Below are entries. Copy exactly the lines running from the line that holds "of one subscription." to the line that holds "let stamp = Utc::now()", with both ends included.

● **TASK MATERIAL**
━━━━━━━━━━━━━━━━
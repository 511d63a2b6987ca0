//! Per-workflow event bus with bounded listener mailboxes.
//!
//! Every subscriber gets its own bounded `mpsc` mailbox. Publishing never
//! waits: each mailbox is fed with `try_send`, and a mailbox that is full or
//! closed is considered dead and removed. All access to the subscriber
//! directory goes through one mutex that is never held across an await.

use std::collections::HashMap;
use std::sync::{Mutex, MutexGuard, PoisonError};
use std::time::Duration;

use chrono::Utc;
use freshflow_types::event::WorkflowEvent;
use tokio::sync::mpsc;
use tracing::{debug, warn};
use uuid::Uuid;

/// Mailbox capacity used by [`EventBus::default`].
pub const DEFAULT_MAILBOX_CAPACITY: usize = 256;

struct Subscriber {
    id: Uuid,
    sender: mpsc::Sender<WorkflowEvent>,
}

/// Fan-out of lifecycle events to live listeners, keyed by workflow ID.
pub struct EventBus {
    subscribers: Mutex<HashMap<String, Vec<Subscriber>>>,
    mailbox_capacity: usize,
}

impl EventBus {
    /// Create a bus whose mailboxes each buffer `mailbox_capacity` events.
    pub fn new(mailbox_capacity: usize) -> Self {
        Self {
            subscribers: Mutex::new(HashMap::new()),
            mailbox_capacity: mailbox_capacity.max(1),
        }
    }

    fn directory(&self) -> MutexGuard<'_, HashMap<String, Vec<Subscriber>>> {
        // The directory holds no invariants a panicking holder could break.
        self.subscribers
            .lock()
            .unwrap_or_else(PoisonError::into_inner)
    }

    /// Register a new mailbox for `workflow_id` and return it.
    pub fn subscribe(&self, workflow_id: &str) -> Mailbox {
        let (sender, receiver) = mpsc::channel(self.mailbox_capacity);
        let id = Uuid::now_v7();

        self.directory()
            .entry(workflow_id.to_string())
            .or_default()
            .push(Subscriber { id, sender });

        debug!(workflow_id, mailbox_id = %id, "subscriber added");
        Mailbox {
            id,
            workflow_id: workflow_id.to_string(),
            receiver,
        }
    }

    /// Remove one mailbox. Removing the last mailbox for a workflow drops
    /// the workflow's entry.
    ///
    /// Returns `true` if the mailbox was registered.
    pub fn unsubscribe(&self, workflow_id: &str, mailbox_id: Uuid) -> bool {
        let mut directory = self.directory();
        let Some(subscribers) = directory.get_mut(workflow_id) else {
            return false;
        };

        let before = subscribers.len();
        subscribers.retain(|s| s.id != mailbox_id);
        let removed = subscribers.len() != before;
        if subscribers.is_empty() {
            directory.remove(workflow_id);
        }

        if removed {
            debug!(workflow_id, %mailbox_id, "subscriber removed");
        }
        removed
    }

    /// Deliver `event` to every live mailbox for `workflow_id`.
    ///
    /// Stamps a timestamp if the event has none. With no subscribers this is
    /// a no-op. Never fails and never blocks.
    pub fn publish(&self, workflow_id: &str, mut event: WorkflowEvent) {
        if event.timestamp.is_none() {
            event.timestamp = Some(Utc::now());
        }

        let mut directory = self.directory();
        let Some(subscribers) = directory.get_mut(workflow_id) else {
            return;
        };

        let before = subscribers.len();
        subscribers.retain(|s| match s.sender.try_send(event.clone()) {
            Ok(()) => true,
            Err(mpsc::error::TrySendError::Full(_)) => {
                warn!(workflow_id, mailbox_id = %s.id, "mailbox full, dropping subscriber");
                false
            }
            Err(mpsc::error::TrySendError::Closed(_)) => {
                debug!(workflow_id, mailbox_id = %s.id, "mailbox closed, dropping subscriber");
                false
            }
        });

        let delivered = subscribers.len();
        if delivered < before {
            warn!(workflow_id, removed = before - delivered, "removed dead mailboxes");
        }
        if subscribers.is_empty() {
            directory.remove(workflow_id);
        }

        debug!(workflow_id, delivered, event_type = event.event_type.as_str(), "published event");
    }

    /// Number of live mailboxes for `workflow_id`.
    pub fn subscriber_count(&self, workflow_id: &str) -> usize {
        self.directory().get(workflow_id).map_or(0, Vec::len)
    }
}

impl Default for EventBus {
    fn default() -> Self {
        Self::new(DEFAULT_MAILBOX_CAPACITY)
    }
}

impl std::fmt::Debug for EventBus {
    fn fmt(&self, f: &mut std::fmt::Formatter<'_>) -> std::fmt::Result {
        f.debug_struct("EventBus")
            .field("workflows", &self.directory().len())
            .field("mailbox_capacity", &self.mailbox_capacity)
            .finish()
    }
}

// ---------------------------------------------------------------------------
// Mailbox
// ---------------------------------------------------------------------------

/// Result of a bounded wait on a mailbox.
#[derive(Debug, Clone, PartialEq)]
pub enum MailboxPoll {
    Event(WorkflowEvent),
    /// Nothing arrived before the timeout.
    Empty,
    /// The bus dropped this mailbox.
    Closed,
}

/// The receiving end of one subscription.
#[derive(Debug)]
pub struct Mailbox {
    id: Uuid,
    workflow_id: String,
    receiver: mpsc::Receiver<WorkflowEvent>,
}

impl Mailbox {
    pub fn id(&self) -> Uuid {
        self.id
    }

    pub fn workflow_id(&self) -> &str {
        &self.workflow_id
    }

    /// Wait for the next event. `None` once the bus has dropped the mailbox
    /// and every buffered event has been read.
    pub async fn recv(&mut self) -> Option<WorkflowEvent> {
        self.receiver.recv().await
    }

    /// Take a buffered event without waiting.
    pub fn try_recv(&mut self) -> Option<WorkflowEvent> {
        self.receiver.try_recv().ok()
    }

    /// Wait at most `timeout` for the next event.
    pub async fn recv_timeout(&mut self, timeout: Duration) -> MailboxPoll {
        match tokio::time::timeout(timeout, self.receiver.recv()).await {
            Ok(Some(event)) => MailboxPoll::Event(event),
            Ok(None) => MailboxPoll::Closed,
            Err(_) => MailboxPoll::Empty,
        }
    }
}

#[cfg(test)]
mod tests {
    use super::*;
    use freshflow_types::state::{ModuleStatus, WorkflowRunStatus};

    fn event(module: &str) -> WorkflowEvent {
        WorkflowEvent::module_update("wf", module, ModuleStatus::InProgress, None)
    }

    #[test]
    fn test_publish_without_subscribers_is_noop() {
        let bus = EventBus::default();
        bus.publish("wf", event("a"));
        assert_eq!(bus.subscriber_count("wf"), 0);
    }

    #[tokio::test]
    async fn test_publish_reaches_every_subscriber_with_timestamp() {
        let bus = EventBus::default();
        let mut first = bus.subscribe("wf");
        let mut second = bus.subscribe("wf");
        assert_eq!(bus.subscriber_count("wf"), 2);

        bus.publish("wf", event("a"));

        let a = first.recv().await.unwrap();
        let b = second.recv().await.unwrap();
        assert_eq!(a.module_id.as_deref(), Some("a"));
        assert!(a.timestamp.is_some());
        assert_eq!(a, b);
    }

    #[tokio::test]
    async fn test_existing_timestamp_is_kept() {
        let bus = EventBus::default();
        let mut mailbox = bus.subscribe("wf");
        let mut e = WorkflowEvent::workflow_update("wf", WorkflowRunStatus::Completed, None, None);
        let stamp = Utc::now() - chrono::Duration::hours(1);
        e.timestamp = Some(stamp);

        bus.publish("wf", e);
        assert_eq!(mailbox.try_recv().unwrap().timestamp, Some(stamp));
    }

    #[tokio::test]
    async fn test_unsubscribed_mailbox_stops_receiving() {
        let bus = EventBus::default();
        let mut stays = bus.subscribe("wf");
        let mut leaves = bus.subscribe("wf");

        assert!(bus.unsubscribe("wf", leaves.id()));
        bus.publish("wf", event("b"));

        assert_eq!(stays.try_recv().unwrap().module_id.as_deref(), Some("b"));
        assert!(leaves.try_recv().is_none());
        assert_eq!(leaves.recv().await, None);
        assert_eq!(bus.subscriber_count("wf"), 1);
    }

    #[test]
    fn test_last_unsubscribe_drops_entry() {
        let bus = EventBus::default();
        let mailbox = bus.subscribe("wf");
        assert!(bus.unsubscribe("wf", mailbox.id()));
        assert!(!bus.unsubscribe("wf", mailbox.id()));
        assert_eq!(bus.subscriber_count("wf"), 0);
        assert!(format!("{bus:?}").contains("workflows: 0"));
    }

    #[test]
    fn test_full_mailbox_is_dropped() {
        let bus = EventBus::new(1);
        let mut slow = bus.subscribe("wf");
        let mut fast = bus.subscribe("wf");

        bus.publish("wf", event("1"));
        assert!(fast.try_recv().is_some());
        bus.publish("wf", event("2"));

        // `slow` never drained, so the second publish found it full.
        assert_eq!(bus.subscriber_count("wf"), 1);
        assert_eq!(fast.try_recv().unwrap().module_id.as_deref(), Some("2"));
        assert_eq!(slow.try_recv().unwrap().module_id.as_deref(), Some("1"));
        assert!(slow.try_recv().is_none());
    }

    #[test]
    fn test_closed_mailbox_is_dropped() {
        let bus = EventBus::default();
        let gone = bus.subscribe("wf");
        drop(gone);
        bus.publish("wf", event("a"));
        assert_eq!(bus.subscriber_count("wf"), 0);
    }

    #[test]
    fn test_workflows_are_isolated() {
        let bus = EventBus::default();
        let mut one = bus.subscribe("wf-1");
        let mut two = bus.subscribe("wf-2");
        bus.publish("wf-1", event("a"));
        assert!(one.try_recv().is_some());
        assert!(two.try_recv().is_none());
    }

    #[tokio::test]
    async fn test_recv_timeout() {
        let bus = EventBus::default();
        let mut mailbox = bus.subscribe("wf");
        assert_eq!(
            mailbox.recv_timeout(Duration::from_millis(10)).await,
            MailboxPoll::Empty
        );

        bus.publish("wf", event("a"));
        assert!(matches!(
            mailbox.recv_timeout(Duration::from_millis(10)).await,
            MailboxPoll::Event(_)
        ));

        bus.unsubscribe("wf", mailbox.id());
        assert_eq!(
            mailbox.recv_timeout(Duration::from_millis(10)).await,
            MailboxPoll::Closed
        );
    }

    #[tokio::test]
    async fn test_concurrent_publishers() {
        let bus = std::sync::Arc::new(EventBus::default());
        let mut mailbox = bus.subscribe("wf");

        let mut handles = Vec::new();
        for i in 0..8 {
            let bus = bus.clone();
            handles.push(tokio::spawn(async move {
                for j in 0..10 {
                    bus.publish("wf", event(&format!("{i}-{j}")));
                }
            }));
        }
        for handle in handles {
            handle.await.unwrap();
        }

        let mut received = 0;
        while mailbox.try_recv().is_some() {
            received += 1;
        }
        assert_eq!(received, 80);
    }
}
━━━━━━━━━━━━━━━━
● **ANSWER SECTION**
/// The receiving end of one subscription.
#[derive(Debug)]
pub struct Mailbox {
    id: Uuid,
    workflow_id: String,
    receiver: mpsc::Receiver<WorkflowEvent>,
}

impl Mailbox {
    pub fn id(&self) -> Uuid {
        self.id
    }

    pub fn workflow_id(&self) -> &str {
        &self.workflow_id
    }

    /// Wait for the next event. `None` once the bus has dropped the mailbox
    /// and every buffered event has been read.
    pub async fn recv(&mut self) -> Option<WorkflowEvent> {
        self.receiver.recv().await
    }

    /// Take a buffered event without waiting.
    pub fn try_recv(&mut self) -> Option<WorkflowEvent> {
        self.receiver.try_recv().ok()
    }

    /// Wait at most `timeout` for the next event.
    pub async fn recv_timeout(&mut self, timeout: Duration) -> MailboxPoll {
        match tokio::time::timeout(timeout, self.receiver.recv()).await {
            Ok(Some(event)) => MailboxPoll::Event(event),
            Ok(None) => MailboxPoll::Closed,
            Err(_) => MailboxPoll::Empty,
        }
    }
}

#[cfg(test)]
mod tests {
    use super::*;
    use freshflow_types::state::{ModuleStatus, WorkflowRunStatus};

    fn event(module: &str) -> WorkflowEvent {
        WorkflowEvent::module_update("wf", module, ModuleStatus::InProgress, None)
    }

    #[test]
    fn test_publish_without_subscribers_is_noop() {
        let bus = EventBus::default();
        bus.publish("wf", event("a"));
        assert_eq!(bus.subscriber_count("wf"), 0);
    }

    #[tokio::test]
    async fn test_publish_reaches_every_subscriber_with_timestamp() {
        let bus = EventBus::default();
        let mut first = bus.subscribe("wf");
        let mut second = bus.subscribe("wf");
        assert_eq!(bus.subscriber_count("wf"), 2);

        bus.publish("wf", event("a"));

        let a = first.recv().await.unwrap();
        let b = second.recv().await.unwrap();
        assert_eq!(a.module_id.as_deref(), Some("a"));
        assert!(a.timestamp.is_some());
        assert_eq!(a, b);
    }

    #[tokio::test]
    async fn test_existing_timestamp_is_kept() {
        let bus = EventBus::default();
        let mut mailbox = bus.subscribe("wf");
        let mut e = WorkflowEvent::workflow_update("wf", WorkflowRunStatus::Completed, None, None);
        let stamp = Utc::now() - chrono::Duration::hours(1);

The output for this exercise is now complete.